◆ **Work task**: Output the number of lines in the material below containing "Creates" and nothing more.

□ □ □ □ □ □ □

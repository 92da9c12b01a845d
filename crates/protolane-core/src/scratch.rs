//! Scoped temporary storage for extraction output.
//!
//! Every extraction gets its own directory from a [`ScratchSpace`]. The
//! directory is handed out wrapped in a [`ScratchDir`], which deletes it when
//! dropped unless the caller explicitly keeps it.

use std::fmt;
use std::fs;
use std::io;
use std::path::Path;
use std::path::PathBuf;
use std::sync::Arc;

/// Allocates and reclaims unique scratch directories.
pub trait ScratchSpace: Send + Sync + fmt::Debug {
    /// Creates a fresh, empty, uniquely named directory and returns its
    /// canonical path.
    fn allocate(&self) -> io::Result<PathBuf>;

    /// Recursively deletes a directory previously returned by
    /// [`allocate`](Self::allocate). Releasing a directory that no longer
    /// exists succeeds.
    fn release(&self, path: &Path) -> io::Result<()>;
}

/// [`ScratchSpace`] backed by `tempfile` under a fixed root directory.
#[derive(Debug, Clone)]
pub struct TempScratch {
    root: PathBuf,
    prefix: String,
}

impl TempScratch {
    /// Default directory name prefix.
    pub const DEFAULT_PREFIX: &'static str = "proto-";

    /// Creates scratch storage under `root`. The root is created on first use.
    pub fn new(root: impl Into<PathBuf>) -> Self {
        Self {
            root: root.into(),
            prefix: Self::DEFAULT_PREFIX.to_string(),
        }
    }

    /// Creates scratch storage under the system temporary directory.
    pub fn system() -> Self {
        Self::new(std::env::temp_dir())
    }

    /// Sets the directory name prefix.
    #[must_use]
    pub fn with_prefix(mut self, prefix: impl Into<String>) -> Self {
        self.prefix = prefix.into();
        self
    }

    /// Root under which directories are allocated.
    pub fn root(&self) -> &Path {
        &self.root
    }
}

impl ScratchSpace for TempScratch {
    fn allocate(&self) -> io::Result<PathBuf> {
        fs::create_dir_all(&self.root)?;
        let dir = tempfile::Builder::new()
            .prefix(&self.prefix)
            .tempdir_in(&self.root)?
            .keep();
        dir.canonicalize()
    }

    fn release(&self, path: &Path) -> io::Result<()> {
        let root = self.root.canonicalize()?;
        let target = match path.canonicalize() {
            Ok(target) => target,
            Err(e) if e.kind() == io::ErrorKind::NotFound => return Ok(()),
            Err(e) => return Err(e),
        };

        if target == root || !target.starts_with(&root) {
            return Err(io::Error::new(
                io::ErrorKind::PermissionDenied,
                format!(
                    "refusing to delete {} outside scratch root {}",
                    target.display(),
                    root.display()
                ),
            ));
        }

        match fs::remove_dir_all(&target) {
            Err(e) if e.kind() == io::ErrorKind::NotFound => Ok(()),
            other => other,
        }
    }
}

/// A scratch directory that is released when dropped.
///
/// # Examples
///
/// ```
/// use std::sync::Arc;
/// use protolane_core::{ScratchDir, ScratchSpace, TempScratch};
///
/// # fn main() -> std::io::Result<()> {
/// let root = tempfile::tempdir()?;
/// let space: Arc<dyn ScratchSpace> = Arc::new(TempScratch::new(root.path()));
///
/// let dir = ScratchDir::allocate(&space)?;
/// let path = dir.path().to_path_buf();
/// assert!(path.is_dir());
///
/// drop(dir);
/// assert!(!path.exists());
/// # Ok(())
/// # }
/// ```
pub struct ScratchDir {
    path: PathBuf,
    space: Arc<dyn ScratchSpace>,
    released: bool,
}

impl ScratchDir {
    /// Allocates a new directory from `space`.
    pub fn allocate(space: &Arc<dyn ScratchSpace>) -> io::Result<Self> {
        let path = space.allocate()?;
        tracing::debug!(path = %path.display(), "allocated scratch directory");
        Ok(Self {
            path,
            space: Arc::clone(space),
            released: false,
        })
    }

    /// Path of the directory.
    pub fn path(&self) -> &Path {
        &self.path
    }

    /// Releases the directory now, reporting any deletion error.
    pub fn close(mut self) -> io::Result<()> {
        self.released = true;
        self.space.release(&self.path)
    }

    /// Detaches the directory so it survives this handle.
    pub fn keep(mut self) -> PathBuf {
        self.released = true;
        std::mem::take(&mut self.path)
    }
}

impl fmt::Debug for ScratchDir {
    fn fmt(&self, f: &mut fmt::Formatter<'_>) -> fmt::Result {
        f.debug_struct("ScratchDir")
            .field("path", &self.path)
            .field("released", &self.released)
            .finish_non_exhaustive()
    }
}

impl Drop for ScratchDir {
    fn drop(&mut self) {
        if self.released {
            return;
        }
        if let Err(e) = self.space.release(&self.path) {
            tracing::warn!(
                path = %self.path.display(),
                error = %e,
                "failed to release scratch directory"
            );
        }
    }
}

□ □ □ □ □ □ □

◆ **Response to the task**: 3